Je note attentivement les coordonnées – ça pourrait servir à quelqu’un – et retrouve la grande route pour deux kilomètres. À gauche, visiblement, la piste cyclable se poursuit. Je la prends.

Elle monte pas mal fort pour un ou deux kilomètres, puis descend en lacets. C’est de toute beauté dans la forêt pluviale, mais je dois être prudent car la piste est souvent couverte d’aiguilles de sapin. Une table à pique-nique m’attend pour un petit repas, puis une intersection m’indique enfin le nom de la piste : je suis sur la « Olympic Discovery Trail », dans le « Olympic National Park ».
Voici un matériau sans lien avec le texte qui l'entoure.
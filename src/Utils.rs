//! different utility modules used throughout the project
/// logger initialization and CSV export of graphs and surfaces
pub mod logger;
/// PNG plots of graphs, surfaces and rotation frames
pub mod plots;
/// parse document with structure like " title1 key1: value1, value2 key2: value2 title2 key3:value3, value4" into HashMap
pub mod task_parser;
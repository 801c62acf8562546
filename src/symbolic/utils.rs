// the collection of utility functions mainly for bracket parsing and proceeding

/// true if every '(' has its ')' and no ')' comes before its '('
pub fn brackets_balanced(s: &str) -> bool {
    let mut depth: i64 = 0;
    for c in s.chars() {
        match c {
            '(' => depth += 1,
            ')' => {
                depth -= 1;
                if depth < 0 {
                    return false;
                }
            }
            _ => {}
        }
    }
    depth == 0
}

/// byte position of the bracket closing the one opened at `open_pos`
pub fn find_pair_to_this_bracket(input: &str, open_pos: usize) -> Option<usize> {
    let mut depth = 0;
    for (i, c) in input[open_pos..].char_indices() {
        match c {
            '(' => depth += 1,
            ')' => {
                depth -= 1;
                if depth == 0 {
                    return Some(open_pos + i);
                }
            }
            _ => {}
        }
    }
    None
}

/// true if the whole string is wrapped by one pair of brackets: "(x+1)" but not "(x)+(y)"
pub fn is_fully_bracketed(input: &str) -> bool {
    input.starts_with('(') && find_pair_to_this_bracket(input, 0) == Some(input.len() - 1)
}

/// Byte positions and characters of operators found at bracket depth zero, in order.
/// `accept` decides whether an operator at a given position really is an operator
/// (used to tell a binary minus from a sign).
pub fn find_char_positions_outside_brackets<F>(
    input: &str,
    operators: &[char],
    accept: F,
) -> Vec<(usize, char)>
where
    F: Fn(&str, usize) -> bool,
{
    let mut depth = 0;
    let mut found = Vec::new();
    for (i, c) in input.char_indices() {
        match c {
            '(' => depth += 1,
            ')' => depth -= 1,
            _ if depth == 0 && operators.contains(&c) && accept(input, i) => found.push((i, c)),
            _ => {}
        }
    }
    found
}

/// last non-whitespace character before byte position `pos`
pub fn previous_significant_char(input: &str, pos: usize) -> Option<char> {
    input[..pos].chars().rev().find(|c| !c.is_whitespace())
}

#[cfg(test)]
mod tests {
    use super::*;

    #[test]
    fn test_brackets_balanced() {
        assert!(brackets_balanced("sin(x)*(y+(1))"));
        assert!(brackets_balanced("x"));
        assert!(!brackets_balanced("(x+1"));
        assert!(!brackets_balanced(")x("));
    }

    #[test]
    fn test_find_pair_to_this_bracket() {
        let s = "(a+(b))*c";
        assert_eq!(find_pair_to_this_bracket(s, 0), Some(6));
        assert_eq!(find_pair_to_this_bracket(s, 3), Some(5));
    }

    #[test]
    fn test_is_fully_bracketed() {
        assert!(is_fully_bracketed("(x+1)"));
        assert!(!is_fully_bracketed("(x)+(y)"));
        assert!(!is_fully_bracketed("x"));
    }

    #[test]
    fn test_operators_outside_brackets() {
        let found = find_char_positions_outside_brackets("a+(b-c)*d-e", &['+', '-'], |_, _| true);
        assert_eq!(found, vec![(1, '+'), (9, '-')]);
    }
}
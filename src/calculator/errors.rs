use crate::symbolic::parse_expr::ParseExprError;
use crate::symbolic::symbolic_lambdify::LambdifyError;
use thiserror::Error;

/// Every failure a calculator operation can report to the user.
#[derive(Debug, Error)]
pub enum CalcError {
    #[error("{0}")]
    MissingInput(String),
    #[error("Invalid assignment format: '{0}'. Must contain '='.")]
    InvalidAssignment(String),
    #[error("Invalid variable name: '{0}'. Name must be one or more letters.")]
    InvalidVariableName(String),
    #[error("Value for variable '{name}' is not a valid number: '{value}'")]
    InvalidNumber { name: String, value: String },
    #[error("Parsing Error: {0}")]
    ParseError(#[from] ParseExprError),
    #[error("{0}")]
    NoSolution(String),
    #[error("{0}")]
    EvaluationError(String),
    #[error("rendering failed: {0}")]
    Render(String),
    #[error("io error: {0}")]
    Io(#[from] std::io::Error),
    #[error("csv error: {0}")]
    Csv(#[from] csv::Error),
    #[error("invalid pattern: {0}")]
    Pattern(#[from] regex::Error),
    #[error("configuration error: {0}")]
    Config(String),
}

impl From<LambdifyError> for CalcError {
    fn from(err: LambdifyError) -> Self {
        CalcError::EvaluationError(err.to_string())
    }
}

impl CalcError {
    /// Input problems the user should fix before retrying; reported as warnings, not errors.
    pub fn is_missing_input(&self) -> bool {
        matches!(self, CalcError::MissingInput(_))
    }
}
Maintenant, la piste, toujours superbe, descend doucement pour des kilomètres. Je croise une famille à vélo – sans bagages – et nous échangeons des informations. Ils me confirment que je suis sur la rive nord du Lac Crescent, sur une piste dont une section serait difficilement praticable, réservée aux vélos de montagne. Je prends le risque : je peux toujours marcher au besoin…

Comme prévu, l’asphalte se termine soudain et je me retrouve sur une étroite piste en terre avec racines, plantes envahissantes, pierres, etc. Le sport, le vrai, commence. Le trajet reste majoritairement cyclable, technique, exigeant et vraiment de toute beauté. J’avance avec précautions, mais ça va à peu près. Je m’approche tranquillement du lac. Un bout de rail oublié confirme que je suis sur un ancien chemin de fer, mais abandonné depuis des décennies d’après la végétation et les nombreux éboulis.
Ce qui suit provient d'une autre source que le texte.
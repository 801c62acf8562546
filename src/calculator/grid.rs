use nalgebra::{DMatrix, DVector};

/// `n` evenly spaced points from `start` to `end`, both ends included.
pub fn linspace(start: f64, end: f64, n: usize) -> DVector<f64> {
    match n {
        0 => DVector::zeros(0),
        1 => DVector::from_element(1, start),
        _ => {
            let step = (end - start) / (n - 1) as f64;
            DVector::from_fn(n, |i, _| if i == n - 1 { end } else { start + step * i as f64 })
        }
    }
}

/// Line values: every non-finite entry becomes NaN, so a plotted line shows a gap there.
pub fn sanitize_line(values: &mut DVector<f64>) {
    values.iter_mut().filter(|v| !v.is_finite()).for_each(|v| *v = f64::NAN);
}

/// Surface values: non-finite entries become 0.0, then everything is clamped to [-limit, limit].
/// A limit that is not positive (or NaN) leaves the finite values as they are.
pub fn sanitize_surface(values: &mut DMatrix<f64>, limit: f64) {
    let clamp = limit > 0.0;
    for v in values.iter_mut() {
        if !v.is_finite() {
            *v = 0.0;
        }
        if clamp {
            *v = v.clamp(-limit, limit);
        }
    }
}

/// (min, max) of the finite entries, `fallback` when there are none or they coincide.
pub fn value_limits<'a, I>(values: I, fallback: (f64, f64)) -> (f64, f64)
where
    I: IntoIterator<Item = &'a f64>,
{
    let (min, max) = values
        .into_iter()
        .filter(|v| v.is_finite())
        .fold((f64::INFINITY, f64::NEG_INFINITY), |(lo, hi), &v| (lo.min(v), hi.max(v)));
    if !min.is_finite() || !max.is_finite() || min == max {
        fallback
    } else {
        (min, max)
    }
}

#[cfg(test)]
mod tests {
    use super::*;
    use approx::assert_relative_eq;

    #[test]
    fn test_linspace() {
        let xs = linspace(-10.0, 10.0, 400);
        assert_eq!(xs.len(), 400);
        assert_eq!(xs[0], -10.0);
        assert_eq!(xs[399], 10.0);
        assert_relative_eq!(xs[1] - xs[0], 20.0 / 399.0, epsilon = 1e-12);
        assert_eq!(linspace(0.0, 1.0, 1).as_slice(), &[0.0]);
        assert!(linspace(0.0, 1.0, 0).is_empty());
    }

    #[test]
    fn test_sanitize_line() {
        let mut ys = DVector::from_vec(vec![1.0, f64::INFINITY, f64::NAN, f64::NEG_INFINITY, -2.0]);
        sanitize_line(&mut ys);
        assert_eq!(ys[0], 1.0);
        assert!(ys[1].is_nan() && ys[2].is_nan() && ys[3].is_nan());
        assert_eq!(ys[4], -2.0);
    }

    #[test]
    fn test_sanitize_surface() {
        let mut z = DMatrix::from_row_slice(2, 2, &[f64::NAN, 1e9, -75.0, 3.0]);
        sanitize_surface(&mut z, 50.0);
        assert_eq!(z.as_slice(), &[0.0, -50.0, 50.0, 3.0]);
    }

    #[test]
    fn test_sanitize_surface_with_unusable_limit() {
        for limit in [-1.0, 0.0, f64::NAN] {
            let mut z = DMatrix::from_row_slice(1, 3, &[f64::INFINITY, 75.0, -2.0]);
            sanitize_surface(&mut z, limit);
            assert_eq!(z.as_slice(), &[0.0, 75.0, -2.0]);
        }
        let mut z = DMatrix::from_row_slice(1, 2, &[1e300, f64::NAN]);
        sanitize_surface(&mut z, f64::INFINITY);
        assert_eq!(z.as_slice(), &[1e300, 0.0]);
    }

    #[test]
    fn test_value_limits() {
        let values = [3.0, -1.0, f64::NAN, 2.0];
        assert_eq!(value_limits(values.iter(), (-5.0, 5.0)), (-1.0, 3.0));
        let flat = [0.0, 0.0];
        assert_eq!(value_limits(flat.iter(), (-5.0, 5.0)), (-5.0, 5.0));
    }
}
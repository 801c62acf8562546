use crate::calculator::errors::CalcError;
use itertools::Itertools;
use std::collections::BTreeMap;

/// Explicit variable values, ordered by name.
pub type Bindings = BTreeMap<String, f64>;

/// one or more ASCII letters
fn is_variable_name(name: &str) -> bool {
    !name.is_empty() && name.chars().all(|c| c.is_ascii_alphabetic())
}

/// Parses an assignment list like `"A=5.5, k=10, R=2"`.
///
/// Blank text gives an empty map. The first malformed item aborts the whole parse,
/// no partial map is returned.
pub fn parse_variables(text: &str) -> Result<Bindings, CalcError> {
    let mut bindings = Bindings::new();
    if text.trim().is_empty() {
        return Ok(bindings);
    }
    for item in text.split(',').map(str::trim) {
        let Some((name, value)) = item.split_once('=') else {
            return Err(CalcError::InvalidAssignment(item.to_string()));
        };
        let (name, value) = (name.trim(), value.trim());
        if !is_variable_name(name) {
            return Err(CalcError::InvalidVariableName(name.to_string()));
        }
        let number = value.parse::<f64>().map_err(|_| CalcError::InvalidNumber {
            name: name.to_string(),
            value: value.to_string(),
        })?;
        bindings.insert(name.to_string(), number);
    }
    Ok(bindings)
}

/// `A=10.0, B=0.0` rendering used in result messages.
pub fn describe_bindings(bindings: &Bindings) -> String {
    bindings
        .iter()
        .map(|(name, value)| format!("{}={:?}", name, value))
        .join(", ")
}
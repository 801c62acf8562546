// Copyright (c)  by Gleb E. Zaslavkiy
//MIT License
#![allow(non_camel_case_types)]
#![allow(non_snake_case)]
pub mod Utils;
pub mod calculator;
pub mod symbolic;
Plus loin, près d’un ancien tunnel à demi effondré, il me faut mettre pied à terre et pousser le vélo pour contourner un cap sur un sentier pierreux et étroit. Difficile mais spectaculaire. Des gens en kayak qui y accostent au moment où j’arrive me donnent un coup de main.

Plusieurs autres passages exigent de marcher, trop étroits, trop pierreux, trop à pic. C’est tout un travail ! Finalement, j’émerge en retrouvant un stationnement. Inspection des fruits : il y a des dégâts compréhensibles. Je mange immédiatement deux prunes assez amochées, deux autres devront tenir jusqu’à ce soir. Il faudra aussi voir aux cerises : celles du dessous sont pas mal aplaties.
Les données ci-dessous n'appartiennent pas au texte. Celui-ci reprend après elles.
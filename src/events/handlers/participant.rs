use anyhow::{anyhow, bail, Context, Result};
use async_trait::async_trait;
use tracing::info;

use super::{run_writes, store_write, HandlerStores};
use crate::db::meetings::MeetingRepository;
use crate::events::{EventHandler, EventKind, EventPayload, MeetingEvent};
use crate::sheet;

pub struct ParticipantJoinedHandler {
    stores: HandlerStores,
}

impl ParticipantJoinedHandler {
    pub fn new(stores: HandlerStores) -> Self {
        Self { stores }
    }

    async fn record_join(&self, event: &MeetingEvent) -> Result<()> {
        let platform = self.stores.platform.clone();
        let info = event.meeting_info.clone();
        let identity = event.operator.identity.clone();
        let joined_at = event.operate_time;

        self.stores
            .db
            .call(move |conn| {
                let tx = conn.transaction()?;
                let meeting_row_id = MeetingRepository::upsert(&tx, &platform, &info, None)?;
                MeetingRepository::record_participant(&tx, meeting_row_id, &identity, joined_at)?;
                tx.commit().context("Failed to commit participant join")?;
                Ok(())
            })
            .await
    }

    async fn mirror_join(&self, event: &MeetingEvent) -> Result<()> {
        let identity = &event.operator.identity;
        let key = identity
            .stable_key()
            .ok_or_else(|| anyhow!("participant has no identifier"))?;
        let fields = sheet::participant_fields(
            &self.stores.platform,
            &event.meeting_info,
            &key,
            identity,
            event.operate_time,
        );
        let record_key = format!(
            "{}:{}",
            sheet::meeting_key(&self.stores.platform, &event.meeting_info),
            key
        );
        self.stores
            .sheet
            .upsert_record(
                &self.stores.tables.participants,
                sheet::RECORD_KEY_FIELD,
                &record_key,
                fields,
            )
            .await?;
        Ok(())
    }
}

#[async_trait]
impl EventHandler for ParticipantJoinedHandler {
    fn name(&self) -> &'static str {
        "participant-joined"
    }

    fn kinds(&self) -> &'static [EventKind] {
        &[EventKind::ParticipantJoined]
    }

    async fn handle(&self, payload: EventPayload, index: usize) -> Result<()> {
        let EventPayload::ParticipantJoined(event) = payload else {
            bail!("{} cannot handle {}", self.name(), payload.kind().as_str());
        };
        let operator = &event.operator;
        info!(
            meeting_id = %event.meeting_info.meeting_id,
            participant = %operator.identity.display_name(),
            index,
            "Participant joined"
        );

        let writes = vec![
            store_write("user", async move {
                self.stores
                    .users
                    .upsert(&operator.identity, operator.phone.as_deref())
                    .await?;
                Ok(())
            }),
            store_write("participant", self.record_join(&event)),
            store_write("sheet-participant", self.mirror_join(&event)),
        ];

        run_writes(
            EventKind::ParticipantJoined.as_str(),
            &event.meeting_info.meeting_id,
            writes,
        )
        .await
    }
}
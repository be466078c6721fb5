//! Versioned AI-written summaries per (participant, meeting, recording).

use anyhow::{Context, Result};
use rusqlite::{params, Connection, OptionalExtension, Transaction};

/// A generated summary about to be stored.
#[derive(Debug, Clone)]
pub struct NewParticipantSummary<'a> {
    pub user_id: Option<i64>,
    pub participant_key: &'a str,
    pub participant_name: &'a str,
    pub meeting_row_id: i64,
    pub recording_id: i64,
    pub content: &'a str,
}

#[derive(Debug, Clone)]
pub struct ParticipantSummaryRecord {
    pub id: i64,
    pub user_id: Option<i64>,
    pub participant_key: String,
    pub participant_name: String,
    pub content: String,
    pub version: i64,
}

pub struct ParticipantSummaryRepository;

impl ParticipantSummaryRepository {
    /// Store `summary` as the latest version for its key, superseding the
    /// previous latest row. Returns the new version number.
    pub fn replace_latest(tx: &Transaction<'_>, summary: &NewParticipantSummary<'_>) -> Result<i64> {
        let version: i64 = tx
            .query_row(
                "SELECT COALESCE(MAX(version), 0) + 1 FROM participant_summaries \
                 WHERE participant_key = ?1 AND meeting_row_id = ?2 AND recording_id = ?3",
                params![
                    summary.participant_key,
                    summary.meeting_row_id,
                    summary.recording_id
                ],
                |row| row.get(0),
            )
            .context("Failed to compute participant summary version")?;

        tx.execute(
            "UPDATE participant_summaries SET is_latest = 0 \
             WHERE participant_key = ?1 AND meeting_row_id = ?2 AND recording_id = ?3 AND is_latest = 1",
            params![
                summary.participant_key,
                summary.meeting_row_id,
                summary.recording_id
            ],
        )
        .context("Failed to supersede participant summary")?;

        tx.execute(
            "INSERT INTO participant_summaries \
             (user_id, participant_key, participant_name, meeting_row_id, recording_id, content, version, is_latest) \
             VALUES (?1, ?2, ?3, ?4, ?5, ?6, ?7, 1)",
            params![
                summary.user_id,
                summary.participant_key,
                summary.participant_name,
                summary.meeting_row_id,
                summary.recording_id,
                summary.content,
                version,
            ],
        )
        .context("Failed to insert participant summary")?;

        Ok(version)
    }

    pub fn latest(
        conn: &Connection,
        participant_key: &str,
        meeting_row_id: i64,
        recording_id: i64,
    ) -> Result<Option<ParticipantSummaryRecord>> {
        conn.query_row(
            "SELECT id, user_id, participant_key, participant_name, content, version \
             FROM participant_summaries \
             WHERE participant_key = ?1 AND meeting_row_id = ?2 AND recording_id = ?3 AND is_latest = 1",
            params![participant_key, meeting_row_id, recording_id],
            |row| {
                Ok(ParticipantSummaryRecord {
                    id: row.get(0)?,
                    user_id: row.get(1)?,
                    participant_key: row.get(2)?,
                    participant_name: row.get(3)?,
                    content: row.get(4)?,
                    version: row.get(5)?,
                })
            },
        )
        .optional()
        .context("Failed to query participant summary")
    }

    /// Latest summaries for one recording, ordered by participant name.
    pub fn list_latest(
        conn: &Connection,
        meeting_row_id: i64,
        recording_id: i64,
    ) -> Result<Vec<ParticipantSummaryRecord>> {
        let mut stmt = conn
            .prepare(
                "SELECT id, user_id, participant_key, participant_name, content, version \
                 FROM participant_summaries \
                 WHERE meeting_row_id = ?1 AND recording_id = ?2 AND is_latest = 1 \
                 ORDER BY participant_name, id",
            )
            .context("Failed to prepare participant summary query")?;

        let rows = stmt
            .query_map(params![meeting_row_id, recording_id], |row| {
                Ok(ParticipantSummaryRecord {
                    id: row.get(0)?,
                    user_id: row.get(1)?,
                    participant_key: row.get(2)?,
                    participant_name: row.get(3)?,
                    content: row.get(4)?,
                    version: row.get(5)?,
                })
            })
            .context("Failed to query participant summaries")?;

        let mut summaries = Vec::new();
        for row in rows {
            summaries.push(row.context("Failed to read participant summary row")?);
        }
        Ok(summaries)
    }

    pub fn count_versions(
        conn: &Connection,
        participant_key: &str,
        meeting_row_id: i64,
        recording_id: i64,
    ) -> Result<i64> {
        conn.query_row(
            "SELECT COUNT(*) FROM participant_summaries \
             WHERE participant_key = ?1 AND meeting_row_id = ?2 AND recording_id = ?3",
            params![participant_key, meeting_row_id, recording_id],
            |row| row.get(0),
        )
        .context("Failed to count participant summaries")
    }
}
Deux cyclistes arrivent. Laith et Jennie sont de Vancouver. Ils me donnent plein d’indications pour là-bas, je leur confirme ce qui les attend et nous apprécions une belle rencontre cycliste. Ils partent sur le sentier, je leur souhaite bonne chance car il est déjà tard.

De mon côté, je vois du bleu envahir le ciel. Le dégagement ! Et comme il se fait tard, je vais voir s’il y a de la place au camping voisin, le « Log Cabin Resort ». Il reste un site pour roulotte, mais que je paie au tarif tente, assez élevé, de 25 $. Mais c’est sur le bord du lac, avec les sommets de plus de 1000 m tout autour, illuminés par le soleil malgré les lambeaux de brume qui s’attardent encore. Magique !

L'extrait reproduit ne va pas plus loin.